MATERIAL SHOWN

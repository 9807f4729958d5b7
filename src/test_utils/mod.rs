pub mod misc;
pub mod templates;
pub mod player_templates;
pub mod run_builder;

pub use misc::*;
pub use templates::*;
pub use player_templates::*;
pub use run_builder::*;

WORK TO BE COMPLETED
Could you restate the listing above word for word?

TASK OUTPUT
repository 9807f4729958d5b7
filename src/test_utils/mod.rs
pub mod misc;
pub mod templates;
pub mod player_templates;
pub mod run_builder;

pub use misc::*;
pub use templates::*;
pub use player_templates::*;
pub use run_builder::*;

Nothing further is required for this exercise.